**Assigned task:** Read the data below line by line and copy each one with "user" in it.

**Input material:**
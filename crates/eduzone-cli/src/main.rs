use clap::{Parser, Subcommand};
use dialoguer::{Input, Password};
use dotenvy::dotenv;

use eduzone_cli::seeder::{self, SeedConfig};
use eduzone_config::{AdminConfig, StorageBackend};
use eduzone_db::{PgPool, Repositories, init_db_pool, run_migrations};

#[derive(Parser)]
#[command(name = "eduzone-cli")]
#[command(about = "EduZone CLI - Administrative tools for EduZone", long_about = None)]
struct Cli {
    #[command(subcommand)]
    command: Commands,
}

#[derive(Subcommand)]
enum Commands {
    /// Apply the embedded database migrations
    Migrate,
    /// Seed the database with the demo catalogue, calendar and accounts
    Seed {
        /// Password for the demo accounts (defaults to SEED_ADMIN_PASSWORD; accounts are skipped without one)
        #[arg(short = 'p', long)]
        password: Option<String>,
    },
    /// Create a new administrator account
    CreateAdmin {
        /// Full name
        #[arg(short = 'n', long)]
        name: Option<String>,

        /// Email address
        #[arg(short = 'e', long)]
        email: Option<String>,

        /// Password (will be prompted securely if not provided)
        #[arg(short = 'p', long)]
        password: Option<String>,
    },
}

fn exit_with(message: impl std::fmt::Display) -> ! {
    eprintln!("\n❌ {}", message);
    std::process::exit(1);
}

#[tokio::main]
async fn main() {
    dotenv().ok();

    let cli = Cli::parse();

    let config = AdminConfig::from_env()
        .unwrap_or_else(|e| exit_with(format!("Invalid configuration: {}", e)));

    if config.database.backend == StorageBackend::Memory {
        exit_with("STORAGE_BACKEND=memory has nothing to administer; configure PostgreSQL");
    }

    let pool = init_db_pool(&config.database)
        .await
        .unwrap_or_else(|e| exit_with(format!("Failed to connect to database: {}", e)));

    match cli.command {
        Commands::Migrate => handle_migrate(&pool).await,
        Commands::Seed { password } => {
            let password = password.or_else(|| config.database.seed_admin_password.clone());
            handle_seed(pool, password, config.auth.bcrypt_cost).await
        }
        Commands::CreateAdmin {
            name,
            email,
            password,
        } => handle_create_admin(pool, name, email, password, config.auth.bcrypt_cost).await,
    }
}

async fn handle_migrate(pool: &PgPool) {
    match run_migrations(pool).await {
        Ok(()) => println!("✅ Migrations applied"),
        Err(e) => exit_with(format!("Error running migrations: {}", e)),
    }
}

async fn handle_seed(pool: PgPool, password: Option<String>, bcrypt_cost: u32) {
    let repos = Repositories::postgres(pool);
    let config = SeedConfig::new(password).with_bcrypt_cost(bcrypt_cost);

    match seeder::seed_demo_data(&repos, &config).await {
        Ok(summary) => {
            println!("✅ Seeding complete");
            println!("   Books: {}", summary.books);
            println!("   Teachers: {}", summary.teachers);
            println!("   Calendar events: {}", summary.events);
            println!("   Feedback: {}", summary.feedback);
            println!("   Accounts: {}", summary.accounts);
        }
        Err(e) => exit_with(format!("Error seeding database: {}", e)),
    }
}

async fn handle_create_admin(
    pool: PgPool,
    name: Option<String>,
    email: Option<String>,
    password: Option<String>,
    bcrypt_cost: u32,
) {
    let name = name.unwrap_or_else(|| {
        Input::new()
            .with_prompt("Full name")
            .interact_text()
            .unwrap_or_else(|e| exit_with(format!("Failed to read name: {}", e)))
    });

    let email = email.unwrap_or_else(|| {
        Input::new()
            .with_prompt("Email address")
            .interact_text()
            .unwrap_or_else(|e| exit_with(format!("Failed to read email: {}", e)))
    });

    let password = password.unwrap_or_else(|| {
        Password::new()
            .with_prompt("Password")
            .with_confirmation("Confirm password", "Passwords don't match")
            .interact()
            .unwrap_or_else(|e| exit_with(format!("Failed to read password: {}", e)))
    });

    let repos = Repositories::postgres(pool);
    match seeder::create_admin(&repos, &name, &email, &password, bcrypt_cost).await {
        Ok(user) => {
            println!("\n✅ Administrator created successfully!");
            println!("   {}", seeder::describe(&user));
        }
        Err(e) => exit_with(format!("Error creating administrator: {}", e)),
    }
}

**Written solution:**
        Ok(user) => {
            println!("   {}", seeder::describe(&user));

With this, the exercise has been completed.